Dalam hal ini, Mendagri telah menginstruksikan pemerintah daerah untuk memanfaatkan aset negara yang tidak terpakai sebagai lahan pembangunan serta menghapuskan sejumlah retribusi perizinan, termasuk Persetujuan Bangunan Gedung (PBG) dan Bea Perolehan Hak atas Tanah dan Bangunan (BPHTB).
Meski demikian, Hadi mencatat masih terdapat tantangan dalam mendorong peningkatan kemandirian fiskal sebagian pemerintah daerah. Sehingga, penyesuaian kebijakan TKD memerlukan penguatan koordinasi dan pendampingan lebih lanjut.

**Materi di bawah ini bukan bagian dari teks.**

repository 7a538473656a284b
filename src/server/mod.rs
use std::error::Error;
use std::net::SocketAddr;
use std::sync::Arc;

use axum::{
    routing::post,
    Router,
    Json,
    extract::State,
    response::IntoResponse,
    http::StatusCode,
};
use serde::{ Deserialize, Serialize };
use tower_http::cors::{ Any, CorsLayer };
use log::{ error, info };

use crate::agent::RelayAgent;
use crate::error::RelayError;

#[derive(Deserialize)]
pub struct MessageRequest {
    pub message: String,
}

#[derive(Serialize)]
struct MessageResponse {
    output: Vec<OutputItem>,
}

#[derive(Serialize)]
struct OutputItem {
    content: String,
}

#[derive(Serialize)]
struct ErrorResponse {
    error: String,
}

#[derive(Serialize)]
struct ResetResponse {
    message: String,
}

#[derive(Clone)]
struct AppState {
    agent: Arc<RelayAgent>,
}

pub fn router(agent: Arc<RelayAgent>) -> Router {
    let cors = CorsLayer::new()
        .allow_origin(Any)
        .allow_methods(Any)
        .allow_headers(Any);

    Router::new()
        .route("/api/message", post(message_handler))
        .route("/api/reset", post(reset_handler))
        .layer(cors)
        .with_state(AppState { agent })
}

pub async fn start_http_server(
    port: u16,
    agent: Arc<RelayAgent>
) -> Result<(), Box<dyn Error + Send + Sync>> {
    let addr = format!("0.0.0.0:{}", port).parse::<SocketAddr>()?;
    info!("Server running on port {}", port);

    let listener = tokio::net::TcpListener::bind(addr).await?;
    axum::serve(listener, router(agent).into_make_service()).await?;
    Ok(())
}

async fn message_handler(
    State(state): State<AppState>,
    Json(req): Json<MessageRequest>
) -> impl IntoResponse {
    match state.agent.handle_message(&req.message).await {
        Ok(reply) =>
            (
                StatusCode::OK,
                Json(MessageResponse {
                    output: vec![OutputItem { content: reply }],
                }),
            ).into_response(),
        Err(RelayError::Validation(reason)) =>
            (StatusCode::BAD_REQUEST, Json(ErrorResponse { error: reason })).into_response(),
        Err(e) => {
            // Log the real cause; the caller only sees a generic message so
            // internal endpoints and credentials stay server-side.
            error!("Error communicating with watsonx: {}", e);
            (
                StatusCode::INTERNAL_SERVER_ERROR,
                Json(ErrorResponse {
                    error: "Failed to reach the assistant".to_string(),
                }),
            ).into_response()
        }
    }
}

async fn reset_handler(State(state): State<AppState>) -> impl IntoResponse {
    state.agent.handle_reset().await;
    Json(ResetResponse {
        message: "Chat history cleared.".to_string(),
    })
}
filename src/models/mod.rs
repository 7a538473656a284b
pub mod chat;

“Di tengah tekanan transisi kebijakan yang tinggi, kemampuan Mendagri dalam menjaga stabilitas politik, keamanan, dan inflasi tetap menjadi catatan positif,” kata Hadi.
Di bidang penegakan hukum, Jaksa Agung ST Burhanuddin dinilai menunjukkan kinerja menonjol melalui pengungkapan berbagai kasus mega korupsi dan upaya penyelamatan aset negara.

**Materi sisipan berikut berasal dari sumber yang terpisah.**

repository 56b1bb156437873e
use serde::Serialize;
use serde_json::{Map, Value, json};
use std::fs::{File, OpenOptions};
use std::io::{BufWriter, Write};
use std::path::{Path, PathBuf};
use std::sync::{Arc, Mutex};
use std::time::{SystemTime, UNIX_EPOCH};

use thiserror::Error;

pub type LogFields = Map<String, Value>;

#[derive(Debug, Clone, Copy, Serialize)]
#[serde(rename_all = "lowercase")]
pub enum LogLevel {
    Trace,
    Debug,
    Info,
    Warn,
    Error,
}

/// One structured log line. Serialized as a single JSON object per line.
#[derive(Debug, Clone, Serialize)]
pub struct LogEvent {
    pub ts_ms: u128,
    pub level: LogLevel,
    pub target: String,
    pub message: String,
    #[serde(skip_serializing_if = "LogFields::is_empty", default)]
    pub fields: LogFields,
}

impl LogEvent {
    pub fn new(level: LogLevel, target: impl Into<String>, message: impl Into<String>) -> Self {
        Self {
            ts_ms: current_ms(),
            level,
            target: target.into(),
            message: message.into(),
            fields: LogFields::new(),
        }
    }

    pub fn with_fields(
        level: LogLevel,
        target: impl Into<String>,
        message: impl Into<String>,
        fields: LogFields,
    ) -> Self {
        Self {
            fields,
            ..Self::new(level, target, message)
        }
    }
}

fn current_ms() -> u128 {
    SystemTime::now()
        .duration_since(UNIX_EPOCH)
        .map(|d| d.as_millis())
        .unwrap_or(0)
}

pub type LoggingResult<T> = std::result::Result<T, LoggingError>;

#[derive(Debug, Error)]
pub enum LoggingError {
    #[error("I/O error: {0}")]
    Io(#[from] std::io::Error),
    #[error("serialization error: {0}")]
    Serde(#[from] serde_json::Error),
}

pub trait LogSink: Send + Sync {
    fn log(&self, event: &LogEvent) -> LoggingResult<()>;
}

impl<S: LogSink + ?Sized> LogSink for Arc<S> {
    fn log(&self, event: &LogEvent) -> LoggingResult<()> {
        (**self).log(event)
    }
}

/// Cloneable front-end shared by everything that emits events.
#[derive(Clone)]
pub struct Logger {
    sink: Arc<dyn LogSink>,
}

impl Logger {
    pub fn new<S>(sink: S) -> Self
    where
        S: LogSink + 'static,
    {
        Self {
            sink: Arc::new(sink),
        }
    }

    pub fn log(&self, level: LogLevel, target: &str, message: &str) -> LoggingResult<()> {
        let event = LogEvent::new(level, target.to_string(), message.to_string());
        self.sink.log(&event)
    }

    pub fn log_with_fields(
        &self,
        level: LogLevel,
        target: &str,
        message: &str,
        fields: LogFields,
    ) -> LoggingResult<()> {
        let event = LogEvent::with_fields(level, target.to_string(), message.to_string(), fields);
        self.sink.log(&event)
    }

    pub fn log_event(&self, event: LogEvent) -> LoggingResult<()> {
        self.sink.log(&event)
    }
}

/// Sink buffering events in memory so callers can inspect what was emitted.
#[derive(Default)]
pub struct MemorySink {
    events: Mutex<Vec<LogEvent>>,
}

impl MemorySink {
    pub fn new() -> Self {
        Self::default()
    }

    pub fn events(&self) -> Vec<LogEvent> {
        self.events
            .lock()
            .map(|events| events.clone())
            .unwrap_or_default()
    }
}

impl LogSink for MemorySink {
    fn log(&self, event: &LogEvent) -> LoggingResult<()> {
        if let Ok(mut events) = self.events.lock() {
            events.push(event.clone());
        }
        Ok(())
    }
}

/// JSON-lines sink with size-based truncate rotation.
pub struct FileSink {
    path: PathBuf,
    max_bytes: u64,
    writer: Mutex<BufWriter<File>>,
}

impl FileSink {
    pub fn new(path: impl AsRef<Path>, max_bytes: u64) -> LoggingResult<Self> {
        let path = path.as_ref().to_path_buf();
        let file = OpenOptions::new()
            .create(true)
            .write(true)
            .append(true)
            .open(&path)?;
        Ok(Self {
            path,
            max_bytes,
            writer: Mutex::new(BufWriter::new(file)),
        })
    }

    fn write_line(&self, mut line: String) -> LoggingResult<()> {
        line.push('\n');
        let mut guard = self.writer.lock().expect("logger mutex poisoned");

        if self.should_rotate(guard.get_ref(), line.len() as u64)? {
            let file = OpenOptions::new()
                .write(true)
                .create(true)
                .truncate(true)
                .open(&self.path)?;
            *guard = BufWriter::new(file);
        }

        guard.write_all(line.as_bytes())?;
        guard.flush()?;
        Ok(())
    }

    fn should_rotate(&self, file: &File, incoming_len: u64) -> std::io::Result<bool> {
        if self.max_bytes == 0 {
            return Ok(false);
        }
        let current = file.metadata()?.len();
        Ok(current + incoming_len > self.max_bytes)
    }
}

impl LogSink for FileSink {
    fn log(&self, event: &LogEvent) -> LoggingResult<()> {
        let line = serde_json::to_string(event)?;
        self.write_line(line)
    }
}

pub fn event_with_fields(
    level: LogLevel,
    target: &str,
    message: &str,
    fields: impl IntoIterator<Item = (String, Value)>,
) -> LogEvent {
    let mut map = LogFields::new();
    for (k, v) in fields.into_iter() {
        map.insert(k, v);
    }
    LogEvent::with_fields(level, target.to_string(), message.to_string(), map)
}

pub fn json_kv(key: &str, value: impl Into<Value>) -> (String, Value) {
    (key.to_string(), value.into())
}

pub fn json_str(key: &str, value: impl Into<String>) -> (String, Value) {
    (key.to_string(), json!(value.into()))
}

#[cfg(test)]
mod tests {
    use super::*;

    #[test]
    fn memory_sink_collects_events_in_order() {
        let sink = Arc::new(MemorySink::new());
        let logger = Logger::new(Arc::clone(&sink));
        logger
            .log(LogLevel::Info, "kitbash::test", "first")
            .unwrap();
        logger
            .log_event(event_with_fields(
                LogLevel::Warn,
                "kitbash::test",
                "second",
                [json_str("sobject", "beam"), json_kv("count", 2)],
            ))
            .unwrap();

        let events = sink.events();
        assert_eq!(events.len(), 2);
        assert_eq!(events[0].message, "first");
        assert_eq!(events[1].fields.get("sobject"), Some(&json!("beam")));
        assert_eq!(events[1].fields.get("count"), Some(&json!(2)));
    }

    #[test]
    fn events_serialize_as_single_json_lines() {
        let event = event_with_fields(
            LogLevel::Info,
            "kitbash::assembler",
            "layout_resolved",
            [json_kv("roots", 3)],
        );
        let line = serde_json::to_string(&event).unwrap();
        assert!(line.contains("\"level\":\"info\""));
        assert!(line.contains("\"roots\":3"));
        assert!(!line.contains('\n'));
    }
}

Kejaksaan Agung mencatat penanganan sejumlah perkara besar, termasuk di sektor sumber daya alam dan industri keuangan.
Teranyar, Kejaksaan Agung melaporkan keberhasilan penyelamatan keuangan negara sebesar Rp6,6 triliun dari penertiban kawasan hutan dan penanganan perkara korupsi melalui Satuan Tugas Penertiban Kawasan Hutan (Satgas PKH).

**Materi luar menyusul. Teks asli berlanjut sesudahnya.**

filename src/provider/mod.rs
//! Geometry provider boundary.
//!
//! Attachment points and platform geometry come from element type
//! definitions the engine does not own. The trait keeps that seam explicit
//! so resolution can run against a live source, a fixture table, or a
//! memoizing wrapper.

use std::collections::HashMap;
use std::sync::RwLock;

use crate::error::Result;
use crate::geometry::Point;
use crate::model::{ParameterMap, Representation, TYPE_PARAMETER, content_hash};

/// Source of element-type information that resolution depends on.
///
/// Implementations may be slow or failing; every call is fallible and the
/// engine never retries within one resolution.
pub trait GeometryProvider: Send + Sync {
    /// Local attachment point for a port request against an element type's
    /// port set. Fails with `NoMatchingPort` when the type declares nothing
    /// suitable.
    fn request_attachment_point(
        &self,
        sobject_parameters: &ParameterMap,
        protocol_parameters: &ParameterMap,
    ) -> Result<Point>;

    /// Platform-keyed geometry for an element instance.
    fn request_geometry(
        &self,
        sobject_parameters: &ParameterMap,
        target_platform: &str,
    ) -> Result<Representation>;
}

/// Null provider: every attachment point is the frame origin and every
/// geometry request an empty representation.
#[derive(Debug, Default)]
pub struct OriginProvider;

impl GeometryProvider for OriginProvider {
    fn request_attachment_point(
        &self,
        _sobject_parameters: &ParameterMap,
        _protocol_parameters: &ParameterMap,
    ) -> Result<Point> {
        Ok(Point::origin())
    }

    fn request_geometry(
        &self,
        _sobject_parameters: &ParameterMap,
        target_platform: &str,
    ) -> Result<Representation> {
        Ok(Representation::empty(target_platform))
    }
}

/// Caches attachment points of an inner provider, keyed by element type
/// identity plus the protocol request map.
///
/// Instances of one type share a port set, so the `"type"` parameter scopes
/// the key; sobjects without a declared type fall back to their full
/// parameter map. Errors are not cached, and geometry requests pass through
/// uncached.
pub struct MemoizedProvider<P> {
    inner: P,
    cache: RwLock<HashMap<blake3::Hash, Point>>,
}

impl<P: GeometryProvider> MemoizedProvider<P> {
    pub fn new(inner: P) -> Self {
        Self {
            inner,
            cache: RwLock::new(HashMap::new()),
        }
    }

    fn cache_key(
        sobject_parameters: &ParameterMap,
        protocol_parameters: &ParameterMap,
    ) -> Result<blake3::Hash> {
        match sobject_parameters.get(TYPE_PARAMETER) {
            Some(type_key) => content_hash(&(type_key, protocol_parameters)),
            None => content_hash(&(sobject_parameters, protocol_parameters)),
        }
    }
}

impl<P: GeometryProvider> GeometryProvider for MemoizedProvider<P> {
    fn request_attachment_point(
        &self,
        sobject_parameters: &ParameterMap,
        protocol_parameters: &ParameterMap,
    ) -> Result<Point> {
        let key = Self::cache_key(sobject_parameters, protocol_parameters)?;
        if let Some(point) = self
            .cache
            .read()
            .ok()
            .and_then(|cache| cache.get(&key).copied())
        {
            return Ok(point);
        }
        let point = self
            .inner
            .request_attachment_point(sobject_parameters, protocol_parameters)?;
        if let Ok(mut cache) = self.cache.write() {
            cache.insert(key, point);
        }
        Ok(point)
    }

    fn request_geometry(
        &self,
        sobject_parameters: &ParameterMap,
        target_platform: &str,
    ) -> Result<Representation> {
        self.inner
            .request_geometry(sobject_parameters, target_platform)
    }
}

Meski demikian, masih terdapat catatan terkait penuntasan buronan kasus besar dan pentingnya harmonisasi dengan Komisi Pemberantasan Korupsi (KPK).
Terpisah, Yahnu Wiguno Sanyoto Dosen Ilmu Pemerintahan Universitas Baturaja sekaligus Ketua Bidang Eksternal Asosiasi Dosen Ilmu Pemerintahan Seluruh Indonesia (ADIPSI) Koordinator Wilayah Sumatra menilai, keempat figur kabinet tersebut patut dicatat kinerjanya di tengah kebijakan efisiensi anggaran yang ketat.
Menurut Yahnu, efisiensi merupakan ujian kepemimpinan yang menuntut keberanian melakukan evaluasi program secara jujur, pemangkasan program tumpang tindih, serta perlindungan terhadap program yang menyentuh kebutuhan dasar masyarakat.
Dia juga menekankan pentingnya koordinasi lintas kementerian dan komunikasi publik yang lebih terbuka agar tujuan kesejahteraan dapat tercapai secara berkelanjutan.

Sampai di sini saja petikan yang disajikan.